In response to which, he said that I "sounded like" I was dumb at maths, and he couldn't be expected to know better, given that I didn't have my degrees tattooed on my forehead (not that that would have been much use online, anyway). I suppose the possibility of believing me when I said I understood it, hadn't occurred to him.

I'm not linking to the site, because it's a good blog and shouldn't be typecast by a couple of misguided individuals (in fact the first guy got reprimanded by other commenters, one of whom said he was behaving like a "dick".) However this whole episode reminds me of Rebecca Solnit's work Men Explain Things to Me. I've read the famous first essay, the one that led to the concept of "mansplaining" (although Solnit didn't use that term), but I'd like to read the whole book.

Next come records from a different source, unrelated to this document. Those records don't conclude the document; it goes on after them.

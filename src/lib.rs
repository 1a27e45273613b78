//! # fieldmanager
//!
//! Type-aware merging of Kubernetes-style objects with per-manager field
//! ownership ("server-side apply").
//!
//! Given a schema and the managed-fields records of a live object, the
//! [`merge::Updater`] computes the object that results from an apply or an
//! update and the ownership records that go with it.
//!
//! ## Modules
//!
//! - [`value`] - In-memory representation of YAML/JSON objects
//! - [`schema`] - Type schemas, their YAML document format and the kind registry
//! - [`openapi`] - Loading schemas from Swagger 2.0 and OpenAPI 3 documents
//! - [`fieldpath`] - Paths, field sets, the `FieldsV1` encoding and managed-fields records
//! - [`typed`] - Operations on values with a type (validation, extraction, merging, comparison)
//! - [`merge`] - Apply and update across multiple managers

pub mod fieldpath;
pub mod merge;
pub mod openapi;
pub mod schema;
pub mod typed;
pub mod value;

#[cfg(test)]
mod testing;

pub use fieldpath::{APIVersion, ManagedFields, ManagerId, Operation, Path, PathElement, Set};
pub use merge::{ApplyError, MergeResult, Request, Updater, UpdaterBuilder};
pub use schema::{GroupVersionKind, Schema, SchemaRegistry};
pub use typed::{Comparison, MergeError, ParseableType, TypedValue};
pub use value::Value;
//! TypedValue implementation.

use super::keys::list_item_to_path_element;
use super::validation::{ValidationError, ValidationErrors, ValidationOption};
use crate::fieldpath::{Path, PathElement, Set};
use crate::schema::{Atom, List, Schema, TypeRef, UNTYPED_DEDUCED};
use crate::value::{Map, Value};
use std::borrow::Cow;

/// A value paired with its type and the schema the type lives in.
///
/// The schema is borrowed, so any number of typed values can share one.
#[derive(Debug, Clone)]
pub struct TypedValue<'s> {
    value: Value,
    type_ref: TypeRef,
    schema: &'s Schema,
}

/// Creates a new TypedValue after validating it conforms to the schema.
pub fn as_typed<'s>(
    value: Value,
    schema: &'s Schema,
    type_ref: TypeRef,
    opts: &[ValidationOption],
) -> Result<TypedValue<'s>, ValidationErrors> {
    let tv = as_typed_unvalidated(value, schema, type_ref);
    tv.validate(opts)?;
    Ok(tv)
}

/// Creates a new TypedValue without validation.
/// Use this only when validation has already been done.
pub fn as_typed_unvalidated(value: Value, schema: &Schema, type_ref: TypeRef) -> TypedValue<'_> {
    TypedValue {
        value,
        type_ref,
        schema,
    }
}

impl<'s> TypedValue<'s> {
    /// A null value of the given type.
    pub fn empty(schema: &'s Schema, type_ref: TypeRef) -> Self {
        as_typed_unvalidated(Value::Null, schema, type_ref)
    }

    pub fn as_value(&self) -> &Value {
        &self.value
    }

    pub fn into_value(self) -> Value {
        self.value
    }

    /// The value as a `serde_json::Value`.
    pub fn to_raw(&self) -> serde_json::Value {
        serde_json::Value::from(&self.value)
    }

    pub fn type_ref(&self) -> &TypeRef {
        &self.type_ref
    }

    pub fn schema(&self) -> &'s Schema {
        self.schema
    }

    /// A value of the same type.
    pub(crate) fn with_value(&self, value: Value) -> TypedValue<'s> {
        as_typed_unvalidated(value, self.schema, self.type_ref.clone())
    }

    /// Returns the set of fields this value sets.
    ///
    /// Scalars, atomic containers, nulls, empty maps and undeclared map
    /// entries are members, as is every element of a non-atomic list.
    /// The root itself is never a member.
    pub fn to_field_set(&self) -> Result<Set, ValidationErrors> {
        let mut set = Set::new();
        collect_field_set(
            self.schema,
            &self.value,
            &self.type_ref,
            &mut Path::new(),
            &mut set,
        )?;
        Ok(set)
    }
}

/// How a walker descends into a value of a given type.
pub(crate) enum Shape<'a, 'v> {
    Leaf,
    Map(&'v Map),
    List(&'a List, &'v [Value]),
}

impl<'a, 'v> Shape<'a, 'v> {
    pub(crate) fn of(atom: &'a Atom, value: &'v Value) -> Self {
        if atom.is_atomic() {
            return Shape::Leaf;
        }
        match (atom, value) {
            (Atom::Struct(_) | Atom::Map(_) | Atom::Untyped(_), Value::Map(m)) => Shape::Map(m),
            (Atom::List(list), Value::List(items)) => Shape::List(list, items),
            _ => Shape::Leaf,
        }
    }
}

pub(crate) fn resolve<'a>(
    schema: &'a Schema,
    tr: &'a TypeRef,
    path: &Path,
) -> Result<Cow<'a, Atom>, ValidationError> {
    schema.resolve(tr).ok_or_else(|| {
        ValidationError::unresolved_type(path, tr.name().unwrap_or("<inline>"))
    })
}

/// The type of map entry `name`, or `None` if the field is undeclared and
/// the type admits no extra fields.
pub(crate) fn member_type(atom: &Atom, name: &str) -> Option<TypeRef> {
    match atom {
        Atom::Struct(s) => s.member_type(name).cloned(),
        Atom::Map(m) => Some(m.element_type.clone()),
        Atom::Untyped(_) => Some(TypeRef::named(UNTYPED_DEDUCED)),
        Atom::Scalar(_) | Atom::List(_) => None,
    }
}

fn is_declared(atom: &Atom, name: &str) -> bool {
    matches!(atom, Atom::Struct(s) if s.find_field(name).is_some())
}

/// Adds the field set of `value` to `set`, every path prefixed by `path`.
pub(crate) fn collect_field_set(
    schema: &Schema,
    value: &Value,
    tr: &TypeRef,
    path: &mut Path,
    set: &mut Set,
) -> Result<(), ValidationError> {
    let atom = resolve(schema, tr, path)?;
    match Shape::of(&atom, value) {
        Shape::Leaf => {
            if !path.is_empty() {
                set.insert(path);
            }
        }
        Shape::Map(map) => {
            for (name, child) in map.iter() {
                let child_type = member_type(&atom, name).ok_or_else(|| {
                    ValidationError::unknown_field(&path.with(PathElement::field_name(name.clone())))
                })?;
                path.push(PathElement::field_name(name.clone()));
                collect_field_set(schema, child, &child_type, path, set)?;
                let is_empty_map = child.as_map().is_some_and(Map::is_empty);
                if child.is_null() || is_empty_map || !is_declared(&atom, name) {
                    set.insert(path);
                }
                path.pop();
            }
        }
        Shape::List(list, items) => {
            for (i, item) in items.iter().enumerate() {
                let pe = list_item_to_path_element(schema, list, i, item)
                    .map_err(|reason| ValidationError::invalid_list_element(path, i, reason))?;
                path.push(pe);
                collect_field_set(schema, item, &list.element_type, path, set)?;
                set.insert(path);
                path.pop();
            }
        }
    }
    Ok(())
}
//! Updater: applies and updates over a live object and its managed fields.

use super::Conflicts;
use crate::fieldpath::{APIVersion, ManagedFields, ManagerId, Set, VersionedSet};
use crate::typed::{MergeError, TypedValue, ValidationErrors};
use chrono::{DateTime, Utc};
use std::collections::HashMap;
use thiserror::Error;
use tracing::debug;

/// Who is writing, at which version and time.
#[derive(Debug, Clone, PartialEq, Eq)]
pub struct Request {
    pub manager: String,
    pub api_version: APIVersion,
    pub time: DateTime<Utc>,
    /// Take ownership of applied fields away from other managers.
    pub force: bool,
}

impl Request {
    pub fn new(manager: impl Into<String>, api_version: APIVersion, time: DateTime<Utc>) -> Self {
        Request {
            manager: manager.into(),
            api_version,
            time,
            force: false,
        }
    }

    pub fn with_force(mut self, force: bool) -> Self {
        self.force = force;
        self
    }
}

/// The merged object and the managed fields that go with it.
#[derive(Debug, Clone)]
pub struct MergeResult<'s> {
    pub object: TypedValue<'s>,
    pub managers: ManagedFields,
}

#[derive(Debug, Clone, PartialEq, Error)]
pub enum ApplyError {
    #[error("validation failed: {0}")]
    Validation(#[from] ValidationErrors),

    #[error("merge failed: {0}")]
    Merge(#[from] MergeError),

    #[error("apply failed with conflicts:\n{0}")]
    Conflicts(Conflicts),
}

/// UpdaterBuilder is a builder for creating an Updater.
#[derive(Debug, Clone, Default)]
pub struct UpdaterBuilder {
    ignored_fields: HashMap<APIVersion, Set>,
    detect_conflicts: bool,
}

impl UpdaterBuilder {
    pub fn new() -> Self {
        UpdaterBuilder::default()
    }

    /// Paths (and everything below them) that are never recorded as
    /// owned for writes at `version`.
    pub fn ignored_fields(mut self, version: APIVersion, fields: Set) -> Self {
        self.ignored_fields.insert(version, fields);
        self
    }

    /// Reject applies that change fields other managers own, unless forced.
    pub fn detect_conflicts(mut self, detect: bool) -> Self {
        self.detect_conflicts = detect;
        self
    }

    pub fn build(self) -> Updater {
        Updater {
            ignored_fields: self.ignored_fields,
            detect_conflicts: self.detect_conflicts,
        }
    }
}

/// Updater computes the result of a write and the ownership that follows
/// from it. Inputs are never modified.
#[derive(Debug, Clone, Default)]
pub struct Updater {
    ignored_fields: HashMap<APIVersion, Set>,
    detect_conflicts: bool,
}

impl Updater {
    pub fn builder() -> UpdaterBuilder {
        UpdaterBuilder::new()
    }

    fn tracked(&self, version: &APIVersion, set: &Set) -> Set {
        match self.ignored_fields.get(version) {
            Some(ignored) => set.recursive_difference(ignored),
            None => set.clone(),
        }
    }

    /// Applies `config` on behalf of `req.manager`.
    ///
    /// The result keeps every field another manager owns and every field
    /// nobody owns, takes the applier's fields from `config`, and drops
    /// fields the applier owned before but no longer sets. The applier's
    /// record becomes exactly the fields of `config`.
    pub fn apply<'s>(
        &self,
        live: &TypedValue<'s>,
        config: &TypedValue<'_>,
        managers: &ManagedFields,
        req: &Request,
    ) -> Result<MergeResult<'s>, ApplyError> {
        let me = ManagerId::apply(&req.manager);
        let config_set = config.to_field_set()?;
        let owned_set = self.tracked(&req.api_version, &config_set);

        let unowned = live.to_field_set()?.leaves().difference(&managers.owned());
        let retained = managers
            .owned_by_others(&me)
            .leaves()
            .union(&unowned)
            .difference(&config_set);
        // The applier's own leaves are extracted too, so live element
        // order survives the merge.
        let base = live.extract_items(&retained.union(&config_set.leaves()));
        let merged = base.merge(config)?;

        let cmp = live.compare(&merged)?;
        debug!(
            manager = %req.manager,
            modified = cmp.modified.size(),
            added = cmp.added.size(),
            removed = cmp.removed.size(),
            "applied configuration"
        );

        if self.detect_conflicts && !req.force {
            let changed = cmp.modified.union(&cmp.added);
            let conflicts = Conflicts::between(managers, &me, &self.tracked(&req.api_version, &changed));
            if !conflicts.is_empty() {
                debug!(manager = %req.manager, conflicts = conflicts.len(), "apply rejected");
                return Err(ApplyError::Conflicts(conflicts));
            }
        }

        let mut out = managers.clone();
        let taken = if req.force {
            owned_set.leaves()
        } else {
            Set::new()
        };
        for (id, vs) in out.iter_mut() {
            if *id != me {
                vs.set = vs.set.difference(&cmp.removed).difference(&taken);
            }
        }
        record(&mut out, me, owned_set, req);
        out.remove_empty();

        Ok(MergeResult {
            object: merged,
            managers: out,
        })
    }

    /// Updates the live object with `new` on behalf of `req.manager`.
    ///
    /// The updater gains every field the write adds or changes and the
    /// other managers lose them.
    pub fn update<'s>(
        &self,
        live: &TypedValue<'s>,
        new: &TypedValue<'_>,
        managers: &ManagedFields,
        req: &Request,
    ) -> Result<MergeResult<'s>, ApplyError> {
        let me = ManagerId::update(&req.manager);
        let merged = live.merge(new)?;
        let cmp = live.compare(&merged)?;
        debug!(
            manager = %req.manager,
            modified = cmp.modified.size(),
            added = cmp.added.size(),
            removed = cmp.removed.size(),
            "updated object"
        );

        let changed = self.tracked(&req.api_version, &cmp.modified.union(&cmp.added));
        let touched = changed.union(&cmp.removed);

        let mut out = managers.clone();
        for (id, vs) in out.iter_mut() {
            if *id != me {
                vs.set = vs.set.difference(&touched);
            }
        }
        let mine = managers
            .get(&me)
            .map(|vs| vs.set.difference(&cmp.removed))
            .unwrap_or_default()
            .union(&changed);
        record(&mut out, me, mine, req);
        out.remove_empty();

        Ok(MergeResult {
            object: merged,
            managers: out,
        })
    }
}

/// Stores `set` as the writer's record. The version and time move only
/// when the set changes or the record is new.
fn record(managers: &mut ManagedFields, id: ManagerId, set: Set, req: &Request) {
    if managers.get(&id).is_some_and(|vs| vs.set == set) {
        return;
    }
    managers.insert(
        id,
        VersionedSet::new(set, req.api_version.clone()).with_time(req.time),
    );
}

#[cfg(test)]
mod tests {
    use super::*;
    use crate::fieldpath::{Path, PathElement};
    use crate::typed::deduced_parseable_type;
    use chrono::TimeZone;
    use pretty_assertions::assert_eq;

    fn request(manager: &str) -> Request {
        Request::new(
            manager,
            APIVersion::from("v1"),
            Utc.with_ymd_and_hms(2024, 1, 1, 0, 0, 0).unwrap(),
        )
    }

    fn field(name: &str) -> Path {
        Path::from_elements(vec![PathElement::field_name(name)])
    }

    #[test]
    fn test_update_takes_changed_fields() {
        let pt = deduced_parseable_type();
        let live = pt.from_yaml("{a: '1'}").unwrap();
        let new = pt.from_yaml("{a: '2', b: '3'}").unwrap();

        let mut managers = ManagedFields::new();
        managers.insert(
            ManagerId::apply("owner"),
            VersionedSet::new(Set::from_paths(&[field("a")]), APIVersion::from("v1")),
        );

        let result = Updater::default()
            .update(&live, &new, &managers, &request("editor"))
            .unwrap();
        assert_eq!(result.object.as_value(), new.as_value());
        assert_eq!(
            result.managers.get(&ManagerId::update("editor")).unwrap().set,
            Set::from_paths(&[field("a"), field("b")])
        );
        assert!(result.managers.get(&ManagerId::apply("owner")).is_none());
    }

    #[test]
    fn test_apply_into_empty_object() {
        let pt = deduced_parseable_type();
        let config = pt.from_yaml("{b: '2'}").unwrap();

        let result = Updater::default()
            .apply(&pt.empty(), &config, &ManagedFields::new(), &request("applier"))
            .unwrap();
        assert_eq!(result.object.as_value(), config.as_value());

        let record = result.managers.get(&ManagerId::apply("applier")).unwrap();
        assert_eq!(record.set, Set::from_paths(&[field("b")]));
        assert_eq!(record.time, Some(request("applier").time));
    }

    #[test]
    fn test_builder_options() {
        let updater = Updater::builder()
            .ignored_fields(APIVersion::from("v1"), Set::from_paths(&[field("status")]))
            .detect_conflicts(true)
            .build();
        assert!(updater.detect_conflicts);
        assert_eq!(
            updater.tracked(
                &APIVersion::from("v1"),
                &Set::from_paths(&[field("status"), field("spec")])
            ),
            Set::from_paths(&[field("spec")])
        );
        assert_eq!(
            updater.tracked(&APIVersion::from("v2"), &Set::from_paths(&[field("status")])),
            Set::from_paths(&[field("status")])
        );
    }
}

The episode also reminds me of another incident last year, when a male sustainability officer tried to explain to me why I was wrong about electricity prices going up. I'd been talking about peak demand, infrastructure, privatisation and service charges, and why all this had an unfair impact on low income groups. He interrupted me to tell me I was wrong, and then proceeded to explain it all using slightly different terminology. It took me several tries, and again having to insist that I wasn't stupid, before I managed to make him see that we were saying the same thing using different words.

Maybe it's particularly in the maths and technology area that some men think women are dumb. Anyway what about this idea of having our degrees tattooed on our foreheads? Will it work? Will it solve the problem? Or is the responsibility on these men to stop assuming we're dumb? Hard question (not).

But more seriously, how much does this keep women from participating in discussions about these issues? Because as I've mentioned before, not many seem to, at least online, and this is an important gap.